## Activity:
Among the entries below, how many lines contain "that"? Answer with the number only.

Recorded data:
*-*-*

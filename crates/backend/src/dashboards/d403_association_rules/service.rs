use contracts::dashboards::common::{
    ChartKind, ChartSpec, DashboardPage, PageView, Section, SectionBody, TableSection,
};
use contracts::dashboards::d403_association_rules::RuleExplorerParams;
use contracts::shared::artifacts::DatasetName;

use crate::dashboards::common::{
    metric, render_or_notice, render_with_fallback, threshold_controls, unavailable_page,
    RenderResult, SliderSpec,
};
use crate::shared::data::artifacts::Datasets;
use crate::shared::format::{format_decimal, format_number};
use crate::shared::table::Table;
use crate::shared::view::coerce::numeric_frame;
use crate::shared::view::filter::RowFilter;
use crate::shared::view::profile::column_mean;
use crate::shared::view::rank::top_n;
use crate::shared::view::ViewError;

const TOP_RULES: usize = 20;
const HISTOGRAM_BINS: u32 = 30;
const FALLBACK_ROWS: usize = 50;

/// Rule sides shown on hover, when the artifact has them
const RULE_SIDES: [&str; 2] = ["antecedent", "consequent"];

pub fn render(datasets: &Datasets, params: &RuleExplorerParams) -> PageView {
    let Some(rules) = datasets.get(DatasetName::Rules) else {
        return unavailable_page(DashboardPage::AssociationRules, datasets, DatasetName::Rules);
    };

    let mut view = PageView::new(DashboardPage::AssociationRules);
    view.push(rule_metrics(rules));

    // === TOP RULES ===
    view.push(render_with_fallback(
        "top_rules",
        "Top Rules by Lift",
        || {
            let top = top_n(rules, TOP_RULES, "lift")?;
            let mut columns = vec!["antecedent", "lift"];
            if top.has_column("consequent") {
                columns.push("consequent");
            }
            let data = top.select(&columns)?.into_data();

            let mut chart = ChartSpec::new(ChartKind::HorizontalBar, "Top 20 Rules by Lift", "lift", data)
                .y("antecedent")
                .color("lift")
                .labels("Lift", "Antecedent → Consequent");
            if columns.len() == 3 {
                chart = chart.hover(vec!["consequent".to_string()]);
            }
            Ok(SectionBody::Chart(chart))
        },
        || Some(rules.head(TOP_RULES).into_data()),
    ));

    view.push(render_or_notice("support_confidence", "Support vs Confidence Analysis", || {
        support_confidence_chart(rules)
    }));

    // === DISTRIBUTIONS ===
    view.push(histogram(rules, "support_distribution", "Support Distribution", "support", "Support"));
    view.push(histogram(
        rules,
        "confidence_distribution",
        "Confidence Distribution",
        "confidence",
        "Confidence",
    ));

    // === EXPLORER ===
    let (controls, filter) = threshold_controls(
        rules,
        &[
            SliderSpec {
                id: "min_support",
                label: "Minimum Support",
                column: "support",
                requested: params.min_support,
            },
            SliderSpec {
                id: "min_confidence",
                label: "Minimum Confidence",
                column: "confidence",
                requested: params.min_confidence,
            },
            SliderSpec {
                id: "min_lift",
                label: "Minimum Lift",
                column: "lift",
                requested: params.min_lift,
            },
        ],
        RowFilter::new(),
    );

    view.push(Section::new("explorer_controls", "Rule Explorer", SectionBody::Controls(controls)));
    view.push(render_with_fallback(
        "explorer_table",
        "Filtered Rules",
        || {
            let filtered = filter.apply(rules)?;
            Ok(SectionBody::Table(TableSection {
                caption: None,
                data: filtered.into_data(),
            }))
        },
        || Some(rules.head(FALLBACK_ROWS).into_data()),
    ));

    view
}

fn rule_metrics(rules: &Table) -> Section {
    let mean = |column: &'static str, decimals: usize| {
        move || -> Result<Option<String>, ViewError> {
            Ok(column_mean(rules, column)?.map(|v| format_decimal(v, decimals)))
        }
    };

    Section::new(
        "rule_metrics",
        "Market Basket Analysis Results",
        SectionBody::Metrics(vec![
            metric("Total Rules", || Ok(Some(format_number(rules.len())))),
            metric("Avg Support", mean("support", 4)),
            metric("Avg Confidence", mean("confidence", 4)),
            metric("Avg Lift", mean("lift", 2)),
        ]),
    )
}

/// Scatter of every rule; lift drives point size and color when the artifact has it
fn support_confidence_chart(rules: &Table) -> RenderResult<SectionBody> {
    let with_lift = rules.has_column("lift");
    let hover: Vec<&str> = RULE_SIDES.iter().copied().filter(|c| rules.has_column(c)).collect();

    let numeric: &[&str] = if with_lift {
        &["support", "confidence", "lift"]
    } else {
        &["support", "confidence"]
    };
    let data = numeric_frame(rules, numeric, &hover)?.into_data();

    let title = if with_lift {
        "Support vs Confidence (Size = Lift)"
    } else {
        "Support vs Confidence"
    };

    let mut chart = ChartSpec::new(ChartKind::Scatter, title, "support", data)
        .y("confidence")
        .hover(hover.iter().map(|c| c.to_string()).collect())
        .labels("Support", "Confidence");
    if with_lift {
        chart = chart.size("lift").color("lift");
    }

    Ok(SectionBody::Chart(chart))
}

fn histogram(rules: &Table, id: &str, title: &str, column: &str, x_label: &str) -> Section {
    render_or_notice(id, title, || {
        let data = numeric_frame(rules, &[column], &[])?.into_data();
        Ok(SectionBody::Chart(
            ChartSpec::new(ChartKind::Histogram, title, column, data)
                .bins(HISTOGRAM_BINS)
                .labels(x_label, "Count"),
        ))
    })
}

*-*-*

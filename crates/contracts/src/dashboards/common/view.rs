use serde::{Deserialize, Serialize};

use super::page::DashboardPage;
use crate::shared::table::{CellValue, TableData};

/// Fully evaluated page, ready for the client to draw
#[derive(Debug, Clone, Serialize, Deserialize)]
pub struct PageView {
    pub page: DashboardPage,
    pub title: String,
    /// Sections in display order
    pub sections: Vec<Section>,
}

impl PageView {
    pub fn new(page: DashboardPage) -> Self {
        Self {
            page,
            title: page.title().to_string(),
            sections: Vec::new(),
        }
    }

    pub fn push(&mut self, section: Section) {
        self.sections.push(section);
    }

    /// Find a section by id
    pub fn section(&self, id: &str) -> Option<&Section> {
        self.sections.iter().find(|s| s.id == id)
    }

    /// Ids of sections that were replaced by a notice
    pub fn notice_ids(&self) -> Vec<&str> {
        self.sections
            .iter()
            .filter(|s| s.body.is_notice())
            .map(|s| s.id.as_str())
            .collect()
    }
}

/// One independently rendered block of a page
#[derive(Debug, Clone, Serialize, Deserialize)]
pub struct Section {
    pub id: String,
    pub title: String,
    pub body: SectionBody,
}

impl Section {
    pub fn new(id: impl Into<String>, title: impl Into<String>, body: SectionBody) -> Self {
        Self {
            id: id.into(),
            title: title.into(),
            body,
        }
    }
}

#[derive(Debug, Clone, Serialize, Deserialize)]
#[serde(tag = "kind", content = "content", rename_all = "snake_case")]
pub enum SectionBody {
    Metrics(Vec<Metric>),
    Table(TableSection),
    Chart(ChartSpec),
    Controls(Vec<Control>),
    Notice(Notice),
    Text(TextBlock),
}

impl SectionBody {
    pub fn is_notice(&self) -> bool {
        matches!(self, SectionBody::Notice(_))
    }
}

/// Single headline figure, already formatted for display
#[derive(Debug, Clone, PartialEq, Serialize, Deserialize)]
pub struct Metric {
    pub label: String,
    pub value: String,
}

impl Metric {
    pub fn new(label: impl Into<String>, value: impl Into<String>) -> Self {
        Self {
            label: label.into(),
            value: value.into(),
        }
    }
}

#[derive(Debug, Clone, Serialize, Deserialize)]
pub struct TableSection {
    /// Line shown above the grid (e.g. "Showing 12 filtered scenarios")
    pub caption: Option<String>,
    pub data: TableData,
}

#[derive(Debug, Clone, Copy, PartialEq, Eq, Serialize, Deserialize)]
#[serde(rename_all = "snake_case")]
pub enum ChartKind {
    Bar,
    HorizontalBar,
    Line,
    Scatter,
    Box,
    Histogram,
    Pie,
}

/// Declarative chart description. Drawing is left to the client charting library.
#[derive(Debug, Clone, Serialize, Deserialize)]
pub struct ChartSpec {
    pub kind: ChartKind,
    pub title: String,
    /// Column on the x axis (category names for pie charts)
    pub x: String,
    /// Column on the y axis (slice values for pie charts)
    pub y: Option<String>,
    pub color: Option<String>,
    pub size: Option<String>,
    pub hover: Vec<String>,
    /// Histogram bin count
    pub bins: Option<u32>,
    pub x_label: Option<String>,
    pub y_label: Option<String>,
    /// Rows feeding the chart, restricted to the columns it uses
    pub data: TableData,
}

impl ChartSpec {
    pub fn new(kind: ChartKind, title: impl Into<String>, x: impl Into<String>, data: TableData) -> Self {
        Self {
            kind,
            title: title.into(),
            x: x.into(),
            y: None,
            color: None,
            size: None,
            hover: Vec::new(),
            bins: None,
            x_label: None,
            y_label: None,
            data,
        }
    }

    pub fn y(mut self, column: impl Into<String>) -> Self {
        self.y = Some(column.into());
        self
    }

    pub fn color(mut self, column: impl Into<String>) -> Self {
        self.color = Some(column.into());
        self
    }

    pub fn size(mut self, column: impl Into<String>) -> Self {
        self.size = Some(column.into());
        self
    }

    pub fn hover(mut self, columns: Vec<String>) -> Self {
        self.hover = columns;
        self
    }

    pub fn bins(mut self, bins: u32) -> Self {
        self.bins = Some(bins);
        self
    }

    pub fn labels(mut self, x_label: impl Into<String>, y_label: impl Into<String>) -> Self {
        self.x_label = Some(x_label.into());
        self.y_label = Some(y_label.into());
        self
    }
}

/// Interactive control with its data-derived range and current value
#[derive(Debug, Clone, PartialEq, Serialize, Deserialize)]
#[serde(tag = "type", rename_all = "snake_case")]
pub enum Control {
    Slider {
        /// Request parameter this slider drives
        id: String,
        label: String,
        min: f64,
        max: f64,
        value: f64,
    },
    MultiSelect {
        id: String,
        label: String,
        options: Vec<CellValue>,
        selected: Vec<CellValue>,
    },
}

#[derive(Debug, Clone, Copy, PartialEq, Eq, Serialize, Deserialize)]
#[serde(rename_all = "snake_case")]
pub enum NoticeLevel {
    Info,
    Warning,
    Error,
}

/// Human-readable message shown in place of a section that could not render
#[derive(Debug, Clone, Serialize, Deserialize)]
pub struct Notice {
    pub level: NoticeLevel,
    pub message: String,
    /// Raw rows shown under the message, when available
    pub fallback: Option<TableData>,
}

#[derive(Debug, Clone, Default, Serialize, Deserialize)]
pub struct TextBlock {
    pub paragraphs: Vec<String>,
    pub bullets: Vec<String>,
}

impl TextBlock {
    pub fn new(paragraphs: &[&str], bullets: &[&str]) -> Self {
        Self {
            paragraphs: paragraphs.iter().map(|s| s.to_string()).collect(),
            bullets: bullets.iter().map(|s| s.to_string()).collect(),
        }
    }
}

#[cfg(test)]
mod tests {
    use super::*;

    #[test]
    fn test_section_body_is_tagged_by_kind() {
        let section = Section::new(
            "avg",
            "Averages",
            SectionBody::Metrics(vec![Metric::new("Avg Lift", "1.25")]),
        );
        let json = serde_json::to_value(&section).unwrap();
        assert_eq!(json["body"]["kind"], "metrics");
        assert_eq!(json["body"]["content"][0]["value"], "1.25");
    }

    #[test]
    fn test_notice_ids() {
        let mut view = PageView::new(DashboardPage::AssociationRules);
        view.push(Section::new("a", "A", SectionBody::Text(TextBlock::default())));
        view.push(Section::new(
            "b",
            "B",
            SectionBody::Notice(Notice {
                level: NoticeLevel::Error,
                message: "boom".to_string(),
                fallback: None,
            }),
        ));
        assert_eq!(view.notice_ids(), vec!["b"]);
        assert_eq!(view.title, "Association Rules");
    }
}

*-*-*

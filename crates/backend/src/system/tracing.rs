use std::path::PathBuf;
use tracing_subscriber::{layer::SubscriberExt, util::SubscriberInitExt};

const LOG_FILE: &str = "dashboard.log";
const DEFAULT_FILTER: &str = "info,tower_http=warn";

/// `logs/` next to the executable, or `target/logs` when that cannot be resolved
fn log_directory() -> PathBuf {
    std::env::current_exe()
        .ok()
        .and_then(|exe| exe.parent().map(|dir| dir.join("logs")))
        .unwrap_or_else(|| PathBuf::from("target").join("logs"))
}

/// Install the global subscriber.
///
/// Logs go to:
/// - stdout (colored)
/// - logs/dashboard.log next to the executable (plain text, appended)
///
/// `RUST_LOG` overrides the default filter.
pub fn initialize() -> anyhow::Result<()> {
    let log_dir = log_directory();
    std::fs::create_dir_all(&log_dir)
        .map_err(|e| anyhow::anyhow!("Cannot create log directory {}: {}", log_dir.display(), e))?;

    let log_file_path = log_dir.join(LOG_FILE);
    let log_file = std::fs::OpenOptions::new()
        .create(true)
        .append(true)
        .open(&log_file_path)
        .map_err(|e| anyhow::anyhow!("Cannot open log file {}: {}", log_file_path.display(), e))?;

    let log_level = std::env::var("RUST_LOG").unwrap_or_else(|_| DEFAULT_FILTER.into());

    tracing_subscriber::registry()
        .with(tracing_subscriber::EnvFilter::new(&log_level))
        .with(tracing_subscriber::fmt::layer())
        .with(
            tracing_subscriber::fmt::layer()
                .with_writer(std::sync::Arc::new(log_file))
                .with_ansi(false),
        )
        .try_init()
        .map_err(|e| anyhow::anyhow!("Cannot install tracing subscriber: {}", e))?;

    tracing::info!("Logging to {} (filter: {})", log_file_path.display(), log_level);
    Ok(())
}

*-*-*

## Response below:
3